L’ateismo impegnato nel ritratto di John Gray

par UAAR - A ragion veduta
martedì 14 aprile 2015

Un mese fa il Guardian ha pubblicato un lungo attacco all’ateismo militante da parte del noto filosofo John Gray. L’articolo è stato tradotto e pubblicato sull’ultimo numero di Internazionale e merita quindi una replica articolata.

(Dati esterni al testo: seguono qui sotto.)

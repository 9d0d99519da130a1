//! # Expiring Page Cache
//!
//! [`PageCache`] caches page bodies by URL in a [`KeyValueStore`]:
//!
//! - `cached:<url>` holds the body and expires after the configured TTL
//!   (10 seconds by default); the store enforces the expiry.
//! - `count:<url>` counts origin fetches. Cache hits never touch it.
//!
//! Misses are serialized per URL, so concurrent callers asking for the same
//! cold URL trigger exactly one origin fetch. A failed fetch writes nothing.

use crate::config::PageCacheConfig;
use crate::error::{CacheError, Result};
use crate::stats::CacheStats;
use crate::store::KeyValueStore;
use async_trait::async_trait;
use std::collections::HashMap;
use std::sync::{Arc, Mutex};
use std::time::Duration;
use tokio::sync::Mutex as AsyncMutex;
use tracing::{debug, info, warn};

/// Source of page bodies
#[async_trait]
pub trait PageFetcher: Send + Sync {
    /// Fetch the body of `url`, giving up after `timeout`
    async fn fetch(&self, url: &str, timeout: Duration) -> Result<String>;
}

/// [`PageFetcher`] backed by a reqwest client
#[derive(Debug, Clone, Default)]
pub struct HttpFetcher {
    client: reqwest::Client,
}

impl HttpFetcher {
    pub fn new() -> Self {
        Self::default()
    }

    /// Use an existing client, e.g. one with custom TLS or proxy settings
    pub fn with_client(client: reqwest::Client) -> Self {
        Self { client }
    }
}

#[async_trait]
impl PageFetcher for HttpFetcher {
    async fn fetch(&self, url: &str, timeout: Duration) -> Result<String> {
        debug!("GET {} (timeout {:?})", url, timeout);

        let response = self
            .client
            .get(url)
            .timeout(timeout)
            .send()
            .await
            .map_err(|e| fetch_error(url, timeout, e))?;

        response.text().await.map_err(|e| fetch_error(url, timeout, e))
    }
}

fn fetch_error(url: &str, timeout: Duration, e: reqwest::Error) -> CacheError {
    if e.is_timeout() {
        CacheError::Timeout {
            timeout_ms: u64::try_from(timeout.as_millis()).unwrap_or(u64::MAX),
            context: format!("GET {}", url),
        }
    } else {
        CacheError::Fetch {
            url: url.to_string(),
            reason: e.to_string(),
        }
    }
}

/// URL-keyed cache of page bodies with origin fetch counting
pub struct PageCache<F> {
    store: Arc<dyn KeyValueStore>,
    fetcher: F,
    config: PageCacheConfig,

    /// One async lock per URL currently or previously being fetched
    in_flight: Mutex<HashMap<String, Arc<AsyncMutex<()>>>>,

    stats: Mutex<CacheStats>,
}

impl<F: PageFetcher> PageCache<F> {
    /// Create a page cache with the default configuration
    pub fn new(store: Arc<dyn KeyValueStore>, fetcher: F) -> Self {
        Self {
            store,
            fetcher,
            config: PageCacheConfig::default(),
            in_flight: Mutex::new(HashMap::new()),
            stats: Mutex::new(CacheStats::default()),
        }
    }

    /// Create a page cache with a custom configuration
    pub fn with_config(
        store: Arc<dyn KeyValueStore>,
        fetcher: F,
        config: PageCacheConfig,
    ) -> Result<Self> {
        config.validate()?;
        info!("Initializing page cache with config: {:?}", config);

        let mut cache = Self::new(store, fetcher);
        cache.config = config;
        Ok(cache)
    }

    /// Return the body of `url`, from cache when fresh, from the origin otherwise
    pub async fn get_page(&self, url: &str) -> Result<String> {
        let cached_key = self.config.cached_key(url);

        if let Some(body) = self.cached_body(&cached_key).await? {
            debug!("Page cache hit: {}", url);
            self.record(|s| s.hits += 1);
            return Ok(body);
        }

        let gate = self.gate(url);
        let _guard = gate.lock().await;

        // Another caller may have filled the entry while we waited
        if let Some(body) = self.cached_body(&cached_key).await? {
            debug!("Page cache filled while waiting: {}", url);
            self.record(|s| s.hits += 1);
            return Ok(body);
        }

        debug!("Page cache miss: {}", url);
        self.record(|s| s.misses += 1);

        let body = match self.fetcher.fetch(url, self.config.fetch_timeout).await {
            Ok(body) => body,
            Err(e) => {
                warn!("Fetch of {} failed: {}", url, e);
                self.record(|s| s.fetch_failures += 1);
                return Err(e);
            }
        };

        // Body first: a failed write must not count a fetch nobody can reuse
        self.store
            .set_ex(&cached_key, body.clone().into_bytes(), self.config.ttl)
            .await?;
        let count = self.store.incr(&self.config.count_key(url)).await?;

        debug!("Fetched {} (origin fetch #{})", url, count);
        Ok(body)
    }

    /// Number of origin fetches made for `url`
    pub async fn request_count(&self, url: &str) -> Result<u64> {
        match self.store.get(&self.config.count_key(url)).await? {
            Some(raw) => String::from_utf8_lossy(&raw)
                .trim()
                .parse::<u64>()
                .map_err(|e| CacheError::decode("counter", e)),
            None => Ok(0),
        }
    }

    /// Hit/miss statistics for this instance
    pub fn stats(&self) -> CacheStats {
        match self.stats.lock() {
            Ok(stats) => stats.clone(),
            Err(poisoned) => poisoned.into_inner().clone(),
        }
    }

    pub fn config(&self) -> &PageCacheConfig {
        &self.config
    }

    pub fn fetcher(&self) -> &F {
        &self.fetcher
    }

    async fn cached_body(&self, key: &str) -> Result<Option<String>> {
        match self.store.get(key).await? {
            Some(raw) => String::from_utf8(raw)
                .map(Some)
                .map_err(|e| CacheError::decode("text", e)),
            None => Ok(None),
        }
    }

    fn gate(&self, url: &str) -> Arc<AsyncMutex<()>> {
        let mut in_flight = match self.in_flight.lock() {
            Ok(map) => map,
            Err(poisoned) => poisoned.into_inner(),
        };

        // Drop gates nobody else holds
        in_flight.retain(|_, gate| Arc::strong_count(gate) > 1);

        in_flight
            .entry(url.to_string())
            .or_insert_with(|| Arc::new(AsyncMutex::new(())))
            .clone()
    }

    fn record(&self, update: impl FnOnce(&mut CacheStats)) {
        let mut stats = match self.stats.lock() {
            Ok(stats) => stats,
            Err(poisoned) => poisoned.into_inner(),
        };
        update(&mut stats);
    }
}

Lo spunto di partenza di Gray (che a sua volta si dichiara ateo) è la paura che attanaglierebbe gli atei militanti, anzi ,“il panico che li coglie quando si rendono conto che gran parte dell’umanità respinge i loro valori”. Esempi di tale “panico”, però, non ne porta. Gli atei impegnati fanno di solito ampio ricorso ai dati di fatto, e sarebbe dunque bizzarro se mettesse loro paura un’evidenza conclamata da millenni. Più che altro, Gray si sofferma sulla mancata realizzazione di certe aspettative: che sarebbe anche vero, se si riferisse ai positivisti. I quali vivevano però oltre un secolo fa. In effetti l’articolo, che vorrebbe criticare gli atei odierni, comincia inopinatamente ricordando Ernst Haeckel, l’eugenetica e la fascinazione che esercitò inizialmente su Julian Huxley. Ok, ci sta: ma quantomeno Huxley modificò le proprie idee. Che dire di Alexis Carrel, premio Nobel convertitosi al cattolicesimo, collaborazionista a Vichy, ancora oggi celebrato dal mondo cattolico nonostante facesse controllare la “qualità genetica” degli immigrati?

È forse questa la religione che, secondo Gray, si starebbe “riaffermando dappertutto”? A suo dire, il jihadismo negherebbe nei fatti la “marcia trionfale del secolarismo”. Anche questo può essere vero, perché di fronte all’ascesa di un fenomeno contrario al proprio si tende a serrare i ranghi. Ma sembra confondere la causa con l’effetto: è la diffusione del fondamentalismo a costituire una reazione a un’epoca che sembra prendere una direzione non voluta, quella della secolarizzazione. Ed è semplicemente falso che la religione nel suo complesso si stia riaffermando. Le apostasie sono ovunque ben più numerose delle conversioni, persino nei paesi arabi.

L’errore di Gray, che innerva tutto l’articolo, è di ricorrere in modo forsennato all’argomentazione dell’uomo di paglia, dipingendo in maniera caricaturale gli atei impegnati. Fa un solo nome, Sam Harris, ovvero il nome di uno che rifiuta l’etichetta stessa di “ateo”. Scrive che “praticamente tutti i pensatori laici davano per scontato che le società moderne sarebbero finite per convergere in qualche versione del liberalismo”, che gli atei militanti “nutrono la convinzione che tutti gli esseri umani nascano pacifici, amanti della libertà, e che diventino altro solo per un condizionamento oppressivo”. Ma non sono affatto opinioni universali, e nemmeno maggioritarie, all’interno dei movimenti atei. Afferma che “gli atei militanti negano risolutamente che la democrazia abbia bisogno di appoggiarsi al teismo”. Ed è vero: ma se è per quello lo negano quasi tutti anche in riferimento all’ateismo. È l’aspetto che sfugge visibilmente al filosofo, tanto che non tenta nemmeno di dimostrare perché la democrazia dovrebbe invece appoggiarsi in qualche modo al teismo. Sfoggia invece un incredibile, nostalgico ricordo degli imperi ottomano e asburgico, per proseguire con l’altrettanto incredibile, apologetica tesi che l’invenzione della laicità sia da ascrivere a Paolo e Agostino. Una ripassata di duemila anni di pensiero cattolico sull’argomento non gli farebbe male.

La tesi centrale di Gray è che “l’ateismo militante è un’impresa missionaria che punta a convertire l’umanità a una particolare forma di non credenza”. Anche in questo caso non è per niente vero. L’ateismo militante — che forse conosciamo un po’ meglio di lui — si batte affinché ognuno sia se stesso. Altro che convergenza su un pensiero unico: è esattamente il contrario. Ma a Gray piace dipingere gli atei impegnati come “evangelisti”. Aveva del resto già formulato le stesse accuse due anni fa su Repubblica, e dunque, se è legittimo equiparare allo spirito missionario la reiterata critica alla religione, allo stesso modo può allora essere tacciata di “spirito missionario” anche la sua reiterata critica all’ateismo militante. Ma ne vale la pena? L’ateismo e la fede sono entrambi fenomeni complessi che dovrebbero essere affrontati sulla base di evidenze, non con esercizi di stile zeppi di slogan e stereotipi che non consentono alcun salto di qualità al confronto. E questo vale allo stesso modo sia per chi critica gli atei, sia per chi critica le religioni.